It's been more than a month since I posted. In some ways the days have sped past me like I was sitting still, and in others, it is as though it has been much longer.
We lost David's sister, Judy, on February 11. She suffered a fatal blood clot in her lung following surgery on a broken ankle. The time spent in Austin with the family was bittersweet, but the presence of the Comforter was quite strong at the funeral services.
Two hours after singing at the funeral, I lost my voice, which had a significant impact on my plans to lead worship at the Thrive women's retreat that weekend - in fact, it made it impossible. But God had other plans, which He typically does when ours turn south, and it was a sweet time with my sisters, including a very timely and personal encounter with Him. God is so good.

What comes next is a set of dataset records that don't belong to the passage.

impl fmt::Debug for TableMainStorage {
    fn fmt(&self, f: &mut fmt::Formatter<'_>) -> fmt::Result {
        f.debug_struct("TableMainStorage")
            .field("store", &self.store)
            .field("config", &self.config)
            .field("appends", &self.appends.len())
            .field("pusher", &self.pusher)
            .field("removes", &self.removes)
            .field("in_transaction", &self.in_transaction)
            .field("largest_seen_row_length", &self.largest_seen_row_length)
            .field("object_fields", &self.object_fields)
            .field("full_rebuilds", &self.full_rebuilds)
            .finish_non_exhaustive()
    }
}

impl Default for TableMainStorage {
    fn default() -> Self {
        Self::new(TableConfig::new())
    }
}

impl TableMainStorage {
    /// Creates an empty storage.
    #[must_use]
    pub fn new(config: TableConfig) -> Self {
        Self {
            store: RowStore::default(),
            config,
            appends: Vec::new(),
            pusher: PusherMode::First,
            removes: RemovesStatus::None,
            in_transaction: false,
            largest_seen_row_length: 0,
            object_fields: None,
            object_fields_seen: HashSet::new(),
            next_row_id: 0,
            full_rebuilds: 0,
            committed: None,
        }
    }

    /// Returns the key configuration.
    #[must_use]
    pub const fn config(&self) -> &TableConfig {
        &self.config
    }

    /// Returns `true` inside an explicit transaction.
    #[must_use]
    pub const fn in_transaction(&self) -> bool {
        self.in_transaction
    }

    /// Returns the ordering of the staged appends.
    #[must_use]
    pub const fn pusher_mode(&self) -> PusherMode {
        self.pusher
    }

    /// Returns the pending removal status.
    #[must_use]
    pub const fn removes_status(&self) -> RemovesStatus {
        self.removes
    }

    /// Number of staged rows.
    #[must_use]
    pub fn pending_appends(&self) -> usize {
        self.appends.len()
    }

    /// Longest array row seen so far.
    #[must_use]
    pub const fn largest_seen_row_length(&self) -> usize {
        self.largest_seen_row_length
    }

    /// Field set in use once any object row has been stored.
    #[must_use]
    pub fn object_fields(&self) -> Option<&[FieldKey]> {
        self.object_fields.as_deref()
    }

    /// Number of commits that rebuilt the storage from a merge.
    #[must_use]
    pub const fn full_rebuilds(&self) -> u64 {
        self.full_rebuilds
    }

    pub(crate) fn store_mut(&mut self) -> &mut RowStore {
        &mut self.store
    }

    /// Returns and clears the aggregate delta of the commits since the last
    /// call.
    pub fn take_committed(&mut self) -> Option<AggregateDirty> {
        self.committed.take()
    }

    /// Starts an explicit transaction.
    pub fn start_transaction(&mut self) {
        if self.in_transaction {
            tracing::warn!("table is already in a transaction");
        }
        self.in_transaction = true;
    }

    /// Stages `rows` and, outside a transaction, commits them.
    ///
    /// Rows without a usable key are dropped. Returns the number of rows
    /// accepted.
    pub fn add_data<I>(&mut self, rows: I, remove_from_start: RemoveFromStart) -> usize
    where
        I: IntoIterator<Item = RowValues>,
    {
        let auto = !self.in_transaction;
        if auto {
            self.in_transaction = true;
        }
        let mut accepted = 0;
        for values in rows {
            if self.add_internal(values) {
                accepted += 1;
            }
        }
        match remove_from_start {
            RemoveFromStart::Keep => {}
            RemoveFromStart::Count(n) => self.remove_first(n),
            RemoveFromStart::Added => self.remove_first(accepted),
        }
        if auto {
            self.commit();
        }
        accepted
    }

    fn add_internal(&mut self, values: RowValues) -> bool {
        let Some(key) = self.config.parse_key(values.get(&self.config.key_column)) else {
            tracing::debug!(column = %self.config.key_column, "dropping row without a usable key");
            return false;
        };
        let row = TableRow::new(RowId(self.next_row_id), key, values);
        self.next_row_id += 1;
        self.push(row);
        true
    }

    fn push(&mut self, row: TableRow) {
        let Some(last) = self.appends.last_mut() else {
            self.appends.push(row);
            self.pusher = PusherMode::Ascending;
            return;
        };
        let order = compare_keys(row.key, last.key);
        if order.is_eq() && self.pusher != PusherMode::Assorted {
            *last = row;
            return;
        }
        self.pusher = match (self.pusher, order.is_gt()) {
            (PusherMode::First | PusherMode::Ascending, true) => PusherMode::Ascending,
            (PusherMode::First | PusherMode::Ascending, false) if self.appends.len() == 1 => {
                PusherMode::Descending
            }
            (PusherMode::Descending, false) => PusherMode::Descending,
            _ => PusherMode::Assorted,
        };
        self.appends.push(row);
    }

    /// Sorts assorted appends. Returns `true` if appends are ascending.
    fn normalize_appends(&mut self) -> bool {
        if self.pusher == PusherMode::Assorted {
            // Stable, so later duplicates stay later and win the merge.
            self.appends.sort_by(|a, b| compare_keys(a.key, b.key));
            self.pusher = PusherMode::Ascending;
        }
        self.pusher != PusherMode::Descending
    }

    /// Marks every row with a key in `[start, end]` for removal. `None` is
    /// unbounded.
    pub fn remove(&mut self, start: Option<f64>, end: Option<f64>) {
        let ascending = self.normalize_appends();
        for row in MergingIterator::over_slices(
            &mut self.store.rows,
            &mut self.appends,
            ascending,
            start,
            end,
        ) {
            row.removed = true;
        }
        self.removes = RemovesStatus::Arbitrary;
        if !self.in_transaction {
            self.commit();
        }
    }

    /// Marks the rows of the first `count` distinct keys for removal.
    pub fn remove_first(&mut self, count: usize) {
        let ascending = self.normalize_appends();
        let mut remaining = count;
        let mut last_key = None;
        for row in
            MergingIterator::over_slices(&mut self.store.rows, &mut self.appends, ascending, None, None)
        {
            if last_key != Some(row.key) {
                if remaining == 0 {
                    break;
                }
                remaining -= 1;
                last_key = Some(row.key);
            }
            row.removed = true;
        }
        if self.removes == RemovesStatus::None {
            self.removes = RemovesStatus::OnlyLeading;
        }
        if !self.in_transaction {
            self.commit();
        }
    }

    /// Applies staged appends and removals.
    pub fn commit(&mut self) {
        self.in_transaction = false;
        if self.appends.is_empty() && self.removes == RemovesStatus::None {
            return;
        }
        let ascending = self.normalize_appends();
        let first_append = if ascending {
            self.appends.first()
        } else {
            self.appends.last()
        };
        let to_the_right = match (first_append, self.store.rows.last()) {
            (Some(append), Some(last)) => append.key > last.key,
            _ => true,
        };

        let appends = mem::take(&mut self.appends);
        let dirty = if to_the_right && self.removes != RemovesStatus::Arbitrary {
            let mut dirty = AggregateDirty::RIGHT_APPENDS;
            if self.removes == RemovesStatus::OnlyLeading {
                dirty |= AggregateDirty::LEFT_REMOVES;
                let leading = self.store.rows.iter().take_while(|row| row.removed).count();
                self.store.rows.drain(..leading);
            }
            let appended = appends.len();
            self.fill(Directed::new(appends.into_iter(), ascending).filter(|row| !row.removed));
            tracing::trace!(appended, rows = self.store.rows.len(), "committed in place");
            dirty
        } else {
            let rows = mem::take(&mut self.store.rows);
            self.fill(MergingIterator::new(
                rows.into_iter(),
                Directed::new(appends.into_iter(), ascending),
            ));
            self.full_rebuilds += 1;
            tracing::debug!(rows = self.store.rows.len(), "committed by full rebuild");
            AggregateDirty::TOTAL_MESS
        };

        self.pusher = PusherMode::First;
        self.removes = RemovesStatus::None;
        self.store.computed_columns = 0;
        self.store.drop_caches();
        self.committed = Some(self.committed.map_or(dirty, |pending| pending | dirty));
    }

    /// Discards staged appends and un-marks pending removals.
    pub fn rollback(&mut self) {
        self.in_transaction = false;
        self.appends.clear();
        self.pusher = PusherMode::First;
        if self.removes != RemovesStatus::None {
            let arbitrary = self.removes == RemovesStatus::Arbitrary;
            for row in &mut self.store.rows {
                if !arbitrary && !row.removed {
                    break;
                }
                row.removed = false;
            }
            self.removes = RemovesStatus::None;
        }
    }

    /// Appends ascending rows to the storage; an equal key replaces the last
    /// stored row.
    fn fill(&mut self, rows: impl Iterator<Item = TableRow>) {
        for row in rows {
            self.track_shape(&row.values);
            match self.store.rows.last_mut() {
                Some(last) if last.key == row.key => *last = row,
                _ => self.store.rows.push(row),
            }
        }
    }

    fn track_shape(&mut self, values: &RowValues) {
        match values {
            RowValues::Array(values) => {
                let len = values.len();
                if len > self.largest_seen_row_length {
                    if self.object_fields.is_some() {
                        for i in self.largest_seen_row_length..len {
                            self.add_field(FieldKey::Index(i));
                        }
                    }
                    self.largest_seen_row_length = len;
                }
            }
            RowValues::Object(map) => {
                if self.object_fields.is_none() {
                    self.object_fields = Some(Vec::new());
                    for i in 0..self.largest_seen_row_length {
                        self.add_field(FieldKey::Index(i));
                    }
                }
                for name in map.keys() {
                    self.add_field(FieldKey::canonical(name));
                }
            }
        }
    }

    fn add_field(&mut self, field: FieldKey) {
        if let Some(fields) = &mut self.object_fields
            && self.object_fields_seen.insert(field.clone())
        {
            fields.push(field);
        }
    }
}

impl TableStorage for TableMainStorage {
    fn row_store(&self) -> &RowStore {
        &self.store
    }

    fn parts_mut(&mut self) -> (&mut RowStore, KnownFields<'_>) {
        let known = match &self.object_fields {
            Some(fields) => KnownFields::Fields(fields),
            None => KnownFields::Columns(self.largest_seen_row_length),
        };
        (&mut self.store, known)
    }

    fn known_fields(&self) -> KnownFields<'_> {
        match &self.object_fields {
            Some(fields) => KnownFields::Fields(fields),
            None => KnownFields::Columns(self.largest_seen_row_length),
        }
    }
}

Over the next several weeks, as my voice has slowly recovered, I have come to appreciate the silence and the things that the Lord is speaking to me in that silence. For weeks I was rendered quiet and was forced to slow down and listen. What I heard was the strong, gentle voice of the One who knows me more intimately than I even know myself. He has at the same time quieted things in me that needed to be stilled and begun to stir up in me those things that have laid dormant for far too long.
Revelation regarding my own value and worth is slowly taking shape in a way I never expected. From understanding more about myself and my destiny to recognizing the specific strategies of the enemy to target me personally, I am coming to a place of a deeper awareness that will lead me into a freedom I have never known.
The smell of deliverance is lingering in the air. Freedom hovers nearby, whispering my name and beckoning me with the challenge, "How desperate are you? How badly do you want to be free?"